-- DATA RECORDS --
use crate::config::{ConfigMap, ConfigOptions, Groups};
use crate::error::Result;
use crate::flatten::Flattener;
use crate::parsers::ParserRegistry;
use crate::resolver::PathResolver;
use crate::storage::{JsonStorage, StorageBackend};

use log::{debug, info};
use std::path::{Path, PathBuf};

/// Configuration store loading files into a flat, grouped key/value map.
///
/// The `ConfigManager` ties the pieces together:
///
/// - **Loading**: resolve a file name, pick a parser by extension, parse
/// - **Flattening**: nested data becomes dot-notated keys grouped by file name
/// - **Queries**: `has`, `get`, `add`, `delete` over the flat map
/// - **Caching**: snapshot the whole store to a file with an optional expiry
///
/// # Example
///
/// ```rust,no_run
/// use flatconf::ConfigManager;
///
/// let mut config = ConfigManager::builder()
///     .config_path("~/.config/my-app")
///     .max_depth(5)
///     .build()?;
///
/// config.load("database.yaml")?;
/// let host = config.get_or("database.host", "localhost");
/// # Ok::<(), flatconf::Error>(())
/// ```
///
/// # Type Parameters
///
/// * `S`: storage backend used for cache files (defaults to [`JsonStorage`]).
#[derive(Debug, Clone)]
pub struct ConfigManager<S: StorageBackend = JsonStorage> {
    /// Resolves bare file names against the configured directory
    pub(crate) resolver: PathResolver,

    /// Whether `load` flattens nested data
    pub(crate) flatten: bool,

    pub(crate) flattener: Flattener,

    /// Flat key/value store
    pub(crate) config: ConfigMap,

    /// Group name to member keys
    pub(crate) groups: Groups,

    /// Set once a cache file has been loaded
    pub(crate) cache_loaded: bool,

    pub(crate) parsers: ParserRegistry,

    /// Storage backend for cache files
    pub(crate) storage: S,
}

impl Default for ConfigManager {
    fn default() -> Self {
        Self {
            resolver: PathResolver::new(),
            flatten: true,
            flattener: Flattener::default(),
            config: ConfigMap::new(),
            groups: Groups::new(),
            cache_loaded: false,
            parsers: ParserRegistry::default(),
            storage: JsonStorage::new(),
        }
    }
}

impl ConfigManager {
    /// Create a manager with the default JSON cache storage.
    ///
    /// # Errors
    ///
    /// * [`Error::InvalidPath`](crate::Error::InvalidPath) if `config_path` is
    ///   not an existing directory
    /// * [`Error::InvalidArgument`](crate::Error::InvalidArgument) if
    ///   `max_depth` is 0
    ///
    /// # Example
    ///
    /// ```rust
    /// use flatconf::{ConfigManager, ConfigOptions};
    ///
    /// let manager = ConfigManager::new(ConfigOptions::default())?;
    /// assert!(manager.all().is_empty());
    /// # Ok::<(), flatconf::Error>(())
    /// ```
    pub fn new(options: ConfigOptions) -> Result<Self> {
        Self::with_storage(options, JsonStorage::new())
    }

    /// Create a builder for `ConfigManager` with a fluent API.
    ///
    /// # Example
    ///
    /// ```rust
    /// use flatconf::ConfigManager;
    ///
    /// let manager = ConfigManager::builder().flatten(false).build()?;
    /// assert!(!manager.flatten_enabled());
    /// # Ok::<(), flatconf::Error>(())
    /// ```
    pub fn builder() -> crate::manager::ConfigManagerBuilder {
        crate::manager::ConfigManagerBuilder::new()
    }
}

impl<S: StorageBackend> ConfigManager<S> {
    /// Create a manager writing cache files through `storage`.
    ///
    /// # Errors
    ///
    /// Same as [`ConfigManager::new`].
    pub fn with_storage(options: ConfigOptions, storage: S) -> Result<Self> {
        options.validate()?;

        let resolver = match options.config_path {
            Some(dir) => PathResolver::with_base(dir)?,
            None => PathResolver::new(),
        };
        let flattener = Flattener::new(options.max_depth)?;

        info!(
            "Initialized ConfigManager (config path: {}, flatten: {}, max depth: {})",
            resolver
                .base()
                .map_or_else(|| "none".to_string(), |p| p.display().to_string()),
            options.flatten,
            options.max_depth
        );

        Ok(Self {
            resolver,
            flatten: options.flatten,
            flattener,
            config: ConfigMap::new(),
            groups: Groups::new(),
            cache_loaded: false,
            parsers: ParserRegistry::default(),
            storage,
        })
    }

    /// Directory bare file names are resolved against
    pub fn config_path(&self) -> Option<&Path> {
        self.resolver.base()
    }

    /// Set the directory bare file names are resolved against.
    ///
    /// Supports `~` expansion for home directory.
    ///
    /// # Errors
    ///
    /// Returns [`Error::InvalidPath`](crate::Error::InvalidPath) if `path` is not
    /// an existing directory. The previous directory is kept in that case.
    pub fn set_config_path(&mut self, path: impl Into<PathBuf>) -> Result<()> {
        self.resolver.set_base(Some(path.into()))?;
        debug!("Config path set to {:?}", self.resolver.base());
        Ok(())
    }

    /// Stop resolving bare file names against a directory
    pub fn clear_config_path(&mut self) {
        // Clearing never fails
        let _ = self.resolver.set_base(None);
    }

    /// Whether `load` flattens nested data
    pub fn flatten_enabled(&self) -> bool {
        self.flatten
    }

    /// Enable or disable flattening for subsequent loads
    pub fn set_flatten(&mut self, flatten: bool) {
        self.flatten = flatten;
    }

    /// Maximum nesting depth accepted while flattening
    pub fn max_depth(&self) -> usize {
        self.flattener.max_depth()
    }

    /// Set the maximum nesting depth.
    ///
    /// # Errors
    ///
    /// Returns [`Error::InvalidArgument`](crate::Error::InvalidArgument) if
    /// `depth` is 0.
    pub fn set_max_depth(&mut self, depth: usize) -> Result<()> {
        self.flattener = Flattener::new(depth)?;
        Ok(())
    }

    /// Every stored key and value
    pub fn all(&self) -> &ConfigMap {
        &self.config
    }

    /// Every group and its member keys
    pub fn groups(&self) -> &Groups {
        &self.groups
    }

    /// Whether a cache file has been loaded since construction or the last `clear`
    pub fn is_cache_loaded(&self) -> bool {
        self.cache_loaded
    }

    /// Parser registry used by `load` and `fetch`
    pub fn parsers(&self) -> &ParserRegistry {
        &self.parsers
    }

    /// Mutable parser registry, for registering or removing formats
    pub fn parsers_mut(&mut self) -> &mut ParserRegistry {
        &mut self.parsers
    }

    /// Get the storage backend
    pub fn storage(&self) -> &S {
        &self.storage
    }
}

-- BRIEF --
Leave out every line above except those from the line with "pub fn max_depth(&self)" up to and including the line with "Whether a cache", and copy those exactly.

-- ANSWER SPACE --
    pub fn max_depth(&self) -> usize {
        self.flattener.max_depth()
    }

    /// Set the maximum nesting depth.
    ///
    /// # Errors
    ///
    /// Returns [`Error::InvalidArgument`](crate::Error::InvalidArgument) if
    /// `depth` is 0.
    pub fn set_max_depth(&mut self, depth: usize) -> Result<()> {
        self.flattener = Flattener::new(depth)?;
        Ok(())
    }

    /// Every stored key and value
    pub fn all(&self) -> &ConfigMap {
        &self.config
    }

    /// Every group and its member keys
    pub fn groups(&self) -> &Groups {
        &self.groups
    }

    /// Whether a cache file has been loaded since construction or the last `clear`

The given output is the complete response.